Beirut: Hizbullah takes control of Sunni neighborhoods

Published May 9th, 2008 - 03:54 GMT

Hizbullah gunmen seized nearly all of the Lebanese capital's Muslim part from Sunni foes loyal to the government on Friday. At least 11 people have been killed and more than 20 hurt in three days of street clashes in West Beirut between the Iranian- and Syrian-backed Hizbullah fighters and gunmen loyal to the government, security officials said.

 

The satellite TV station affiliated with the party of Lebanon's top Sunni lawmaker, Saad Hariri, was forced off the air. Gunmen set the offices of the party's newspaper, Al-Mustaqbal, on fire in the coastal neighborhood of Ramlet el-Bayda.

 

According to the AP, Hariri and Druse leader Walid Jumblatt were besieged in their West Beirut residences.
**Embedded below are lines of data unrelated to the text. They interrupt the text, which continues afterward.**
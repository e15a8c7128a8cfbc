//! Request classification and the top-level error boundary.
//!
//! Every request ends up in exactly one branch: preflight, a routed API
//! handler, the API not-found answer, or the static responder. CORS and the
//! security headers are added to whatever comes back.

use std::{any::Any, collections::HashMap, panic::AssertUnwindSafe};

use futures::FutureExt;
use http::{HeaderMap, HeaderName, HeaderValue, Method, Response, StatusCode};
use matchit::{Match, Router};

use crate::{
    core::{SiteContext, SiteError},
    handler::{
        admin::{ListHandler, StatsHandler, TriageHandler},
        catalog::CatalogHandler,
        health::HealthHandler,
        submission::SubmitHandler,
        Handler, Params,
    },
    model::SubmissionKind,
    utils::{request::SiteRequest, response::ResponseBuilder},
};

use super::{assets::StaticAssets, cors::CorsPolicy};

type Routes = HashMap<Method, Box<dyn Handler + Send + Sync>>;

const SECURITY_HEADERS: [(&str, &str); 3] = [
    ("x-content-type-options", "nosniff"),
    ("x-frame-options", "SAMEORIGIN"),
    ("x-xss-protection", "1; mode=block"),
];

pub struct Dispatcher {
    ctx: SiteContext,
    router: Router<Routes>,
    cors: CorsPolicy,
    assets: StaticAssets,
}

impl Dispatcher {
    pub fn new(ctx: SiteContext, cors: CorsPolicy, assets: StaticAssets) -> Self {
        use SubmissionKind::{Contact, PricingRequest};

        let mut this = Self {
            ctx,
            router: Router::new(),
            cors,
            assets,
        };

        this.route("/health", Method::GET, Box::new(HealthHandler))
            .route("/api/health", Method::GET, Box::new(HealthHandler))
            .route("/api/services", Method::GET, Box::new(CatalogHandler::Services))
            .route("/api/team", Method::GET, Box::new(CatalogHandler::Team));

        for path in ["/api/contacts", "/api/contact"] {
            this.route(path, Method::POST, Box::new(SubmitHandler::new(Contact)));
        }
        for path in ["/api/pricing-requests", "/api/pricing-request"] {
            this.route(path, Method::POST, Box::new(SubmitHandler::new(PricingRequest)));
        }

        for path in ["/api/contacts", "/api/admin/contacts"] {
            this.route(path, Method::GET, Box::new(ListHandler::new(Contact)));
        }
        for path in ["/api/pricing-requests", "/api/admin/pricing-requests"] {
            this.route(path, Method::GET, Box::new(ListHandler::new(PricingRequest)));
        }

        this.route("/api/admin/stats", Method::GET, Box::new(StatsHandler))
            .route(
                "/api/admin/contacts/{id}",
                Method::PATCH,
                Box::new(TriageHandler::new(Contact)),
            )
            .route(
                "/api/admin/pricing-requests/{id}",
                Method::PATCH,
                Box::new(TriageHandler::new(PricingRequest)),
            );

        this
    }

    /// Adds a handler for one method on a path
    fn route(
        &mut self,
        path: &str,
        method: Method,
        handler: Box<dyn Handler + Send + Sync>,
    ) -> &mut Self {
        if let Ok(routes) = self.router.at_mut(path) {
            routes.value.insert(method, handler);
        } else {
            let mut routes = HashMap::new();
            routes.insert(method, handler);
            if let Err(e) = self.router.insert(path, routes) {
                log::error!("Failed to register route {path}: {e}");
            }
        }
        self
    }

    /// Answers one request. `read_error` carries a failure from reading the
    /// body, which is reported without routing.
    pub async fn dispatch(
        &self,
        request: &SiteRequest,
        read_error: Option<SiteError>,
    ) -> Response<Vec<u8>> {
        let mut resp = if request.method == Method::OPTIONS {
            ResponseBuilder::empty(StatusCode::NO_CONTENT)
        } else if let Some(err) = read_error {
            self.error_response(request, &err)
        } else {
            AssertUnwindSafe(self.route_request(request))
                .catch_unwind()
                .await
                .unwrap_or_else(|panic| {
                    log::error!(
                        "Handler panicked on {} {}: {}",
                        request.method,
                        request.path,
                        panic_message(&*panic)
                    );
                    self.error_response(request, &SiteError::Internal(panic_message(&*panic)))
                })
        };

        self.cors.apply(request.origin(), resp.headers_mut());
        add_security_headers(resp.headers_mut());
        resp
    }

    async fn route_request(&self, request: &SiteRequest) -> Response<Vec<u8>> {
        let routed = match self.router.at(&request.path) {
            Ok(Match { value, params }) => value.get(&request.method).map(|handler| {
                let params: Params = params
                    .iter()
                    .map(|(k, v)| (k.to_string(), v.to_string()))
                    .collect();
                (handler, params)
            }),
            Err(_) => None,
        };

        if let Some((handler, params)) = routed {
            return match handler.handle(&self.ctx, request, params).await {
                Ok(resp) => resp,
                Err(e) => self.error_response(request, &e),
            };
        }

        if is_api_path(&request.path) || !matches!(request.method, Method::GET | Method::HEAD) {
            log::debug!("No route for {} {}", request.method, request.path);
            return ResponseBuilder::failure(StatusCode::NOT_FOUND, "API endpoint not found", None::<()>);
        }

        match self.assets.serve(&request.path).await {
            Ok(resp) => resp,
            Err(e) => self.error_response(request, &e),
        }
    }

    fn error_response(&self, request: &SiteRequest, err: &SiteError) -> Response<Vec<u8>> {
        if err.status().is_server_error() {
            log::error!("{} {} failed: {err}", request.method, request.path);
        } else {
            log::debug!("{} {} rejected: {err}", request.method, request.path);
        }
        ResponseBuilder::site_error(err, self.ctx.expose_errors)
    }
}

fn is_api_path(path: &str) -> bool {
    path == "/api" || path.starts_with("/api/")
}

fn add_security_headers(headers: &mut HeaderMap) {
    for (name, value) in SECURITY_HEADERS {
        headers.insert(HeaderName::from_static(name), HeaderValue::from_static(value));
    }
}

fn panic_message(panic: &(dyn Any + Send)) -> String {
    if let Some(msg) = panic.downcast_ref::<&str>() {
        msg.to_string()
    } else if let Some(msg) = panic.downcast_ref::<String>() {
        msg.clone()
    } else {
        "unknown panic".to_string()
    }
}

#[cfg(test)]
mod tests {
    use std::sync::Arc;

    use async_trait::async_trait;
    use serde_json::{json, Value};

    use http::header;

    use super::*;
    use crate::{
        config::Deployment,
        core::SiteResult,
        store::{memory::MemoryStore, SubmissionStore},
    };

    fn dispatcher(ctx: SiteContext) -> Dispatcher {
        let deployment = ctx.deployment;
        Dispatcher::new(
            ctx,
            CorsPolicy::for_deployment(None, deployment),
            StaticAssets::new(None),
        )
    }

    fn body(resp: &Response<Vec<u8>>) -> Value {
        serde_json::from_slice(resp.body()).unwrap()
    }

    #[tokio::test]
    async fn test_preflight_short_circuits_any_path() {
        let d = dispatcher(SiteContext::bare(Deployment::Edge));

        for path in ["/api/contacts", "/api/nope", "/whatever"] {
            let resp = d
                .dispatch(&SiteRequest::new(Method::OPTIONS, path), None)
                .await;
            assert_eq!(resp.status(), StatusCode::NO_CONTENT);
            assert_eq!(resp.headers()[header::ACCESS_CONTROL_ALLOW_ORIGIN], "*");
        }
    }

    #[tokio::test]
    async fn test_unknown_api_path_is_not_found() {
        let d = dispatcher(SiteContext::bare(Deployment::Edge));

        let resp = d
            .dispatch(&SiteRequest::new(Method::GET, "/api/unknown"), None)
            .await;
        assert_eq!(resp.status(), StatusCode::NOT_FOUND);
        assert_eq!(body(&resp)["success"], false);

        let resp = d
            .dispatch(&SiteRequest::new(Method::DELETE, "/api/contacts"), None)
            .await;
        assert_eq!(resp.status(), StatusCode::NOT_FOUND);
    }

    #[tokio::test]
    async fn test_catalog_routes_are_served() {
        let d = dispatcher(SiteContext::bare(Deployment::Server));

        for (path, len) in [("/api/services", 7), ("/api/team", 4)] {
            let resp = d.dispatch(&SiteRequest::new(Method::GET, path), None).await;
            assert_eq!(resp.status(), StatusCode::OK);
            let body = body(&resp);
            assert_eq!(body["success"], true);
            assert_eq!(body["data"].as_array().unwrap().len(), len);
        }
    }

    #[tokio::test]
    async fn test_security_headers_on_every_response() {
        let d = dispatcher(SiteContext::bare(Deployment::Server));

        let resp = d
            .dispatch(&SiteRequest::new(Method::GET, "/health"), None)
            .await;
        assert_eq!(resp.status(), StatusCode::OK);
        assert_eq!(resp.headers()["x-content-type-options"], "nosniff");
        assert_eq!(resp.headers()["x-frame-options"], "SAMEORIGIN");
        assert_eq!(resp.headers()["x-xss-protection"], "1; mode=block");
    }

    #[tokio::test]
    async fn test_submit_and_list_round_trip() {
        let store = Arc::new(MemoryStore::new());
        let d = dispatcher(SiteContext::bare(Deployment::Server).with_store(store.clone()));

        let submit = SiteRequest::new(Method::POST, "/api/contact")
            .with_json(&json!({"name": "A", "email": "a@b.com", "message": "hi"}));
        let resp = d.dispatch(&submit, None).await;
        assert_eq!(resp.status(), StatusCode::CREATED);

        let bad = SiteRequest::new(Method::POST, "/api/contacts")
            .with_json(&json!({"name": "A", "email": "bad", "message": "hi"}));
        let resp = d.dispatch(&bad, None).await;
        assert_eq!(resp.status(), StatusCode::BAD_REQUEST);
        assert_eq!(
            body(&resp),
            json!({"success": false, "message": "Please enter a valid email address"})
        );

        let resp = d
            .dispatch(&SiteRequest::new(Method::GET, "/api/admin/contacts"), None)
            .await;
        assert_eq!(resp.status(), StatusCode::OK);
        assert_eq!(body(&resp)["data"].as_array().unwrap().len(), 1);
        assert_eq!(store.count(SubmissionKind::Contact), 1);
    }

    #[tokio::test]
    async fn test_patch_route_passes_id() {
        let store = Arc::new(MemoryStore::new());
        let d = dispatcher(SiteContext::bare(Deployment::Server).with_store(store.clone()));

        let submit = SiteRequest::new(Method::POST, "/api/pricing-requests")
            .with_json(&json!({"name": "A", "email": "a@b.com", "message": "hi"}));
        let created = body(&d.dispatch(&submit, None).await);
        let id = created["data"]["id"].as_str().unwrap().to_string();

        let patch = SiteRequest::new(Method::PATCH, format!("/api/admin/pricing-requests/{id}"))
            .with_json(&json!({"priority": "high"}));
        let resp = d.dispatch(&patch, None).await;
        assert_eq!(resp.status(), StatusCode::OK);
        assert_eq!(body(&resp)["data"]["priority"], "high");
    }

    #[tokio::test]
    async fn test_read_error_is_reported() {
        let d = dispatcher(SiteContext::bare(Deployment::Edge));
        let resp = d
            .dispatch(
                &SiteRequest::new(Method::POST, "/api/contacts"),
                Some(SiteError::Validation("Request body too large".into())),
            )
            .await;
        assert_eq!(resp.status(), StatusCode::BAD_REQUEST);
        assert_eq!(body(&resp)["message"], "Request body too large");
    }

    #[tokio::test]
    async fn test_static_fallback_for_non_api_paths() {
        let d = dispatcher(SiteContext::bare(Deployment::Edge));

        let resp = d.dispatch(&SiteRequest::new(Method::GET, "/"), None).await;
        assert_eq!(resp.status(), StatusCode::OK);
        assert_eq!(resp.headers()[header::CACHE_CONTROL], "no-store");

        let resp = d
            .dispatch(&SiteRequest::new(Method::GET, "/missing"), None)
            .await;
        assert_eq!(resp.status(), StatusCode::NOT_FOUND);
    }

    struct PanickingStore;

    #[async_trait]
    impl SubmissionStore for PanickingStore {
        fn backend(&self) -> &'static str {
            "panicking"
        }
        async fn insert(&self, _: &crate::model::Submission) -> SiteResult<()> {
            panic!("store exploded")
        }
        async fn list(&self, _: SubmissionKind) -> SiteResult<Vec<crate::model::Submission>> {
            panic!("store exploded")
        }
        async fn update_triage(
            &self,
            _: SubmissionKind,
            _: &str,
            _: &crate::model::TriageUpdate,
        ) -> SiteResult<Option<crate::model::Submission>> {
            panic!("store exploded")
        }
        async fn record(
            &self,
            _: crate::model::AnalyticsEvent,
        ) -> SiteResult<crate::model::Analytics> {
            panic!("store exploded")
        }
        async fn analytics(&self) -> SiteResult<Option<crate::model::Analytics>> {
            panic!("store exploded")
        }
    }

    #[tokio::test]
    async fn test_panic_becomes_json_500() {
        let d = dispatcher(SiteContext::bare(Deployment::Server).with_store(Arc::new(PanickingStore)));

        let resp = d
            .dispatch(&SiteRequest::new(Method::GET, "/api/contacts"), None)
            .await;

        assert_eq!(resp.status(), StatusCode::INTERNAL_SERVER_ERROR);
        assert_eq!(
            body(&resp),
            json!({"success": false, "message": "Internal server error"})
        );
        assert_eq!(resp.headers()["x-frame-options"], "SAMEORIGIN");
    }
}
Prime Minister Fuad Saniora and several ministers holed up in Saniora's downtown office surrounded by troops and police.

 

Gunmen loyal to the Syrian Social Nationalist Party set ablaze a two-story building where Hariri's Future TV has its archives in the western neighborhood of Rawche, some 100 yards from the Saudi embassy. The secular pro-Syrian group, a longtime ally of Hizbullah, has dozens of its own gunmen in the streets.

 

A rocket-propelled grenade hit the fence of Hariri's heavily protected residence, security officials said. Pro-government majority officials held an emergency meeting in a mountain town in the Christian heartland northeast of Beirut, according to LBC TV, a pro-government Christian station.

 

"Even if Hizbullah's militia took everything we remain the constitutional authority," Cabinet Minister Ahmed Fatfat told Al-Arabiya TV from Saniora's compound. The unrest shut down Lebanon's international airport and barricades set up by both side closed major highways. The seaport also was closed, leaving one land route to Syria as Lebanon's only link to the outside world.

 

Arab foreign ministers called an emergency meeting for Sunday in the Egyptian capital Cairo to discuss the crisis, Egyptian Foreign Ministry spokesman Hossam Zaki said. About 100 Hizbullah gunmen marched down Hamra Street, a commercial strip in a mainly Sunni area of Beirut. They took up positions in corners and sidewalks and stopped the few cars braving the empty streets to search their trunks.

 

On nearby streets, dozens of fighters from another Shiite party appeared, some wearing masks and carrying rocket-propelled grenade launchers. Lebanon's army, which has stayed out of the sectarian political squabbling that has paralyzed the country for more than a year, did not intervene in the clashes, which had largely tapered off into sporadic gunfire by early afternoon.

 

Troops then started taking up positions in some Sunni neighborhoods abandoned by the pro-government groups. A senior security official said the army would soon take over the Sunnis' last stronghold of Tarik Jadideh.

 

In some cases, Hizbullah handed over newly won positions to Lebanese troops.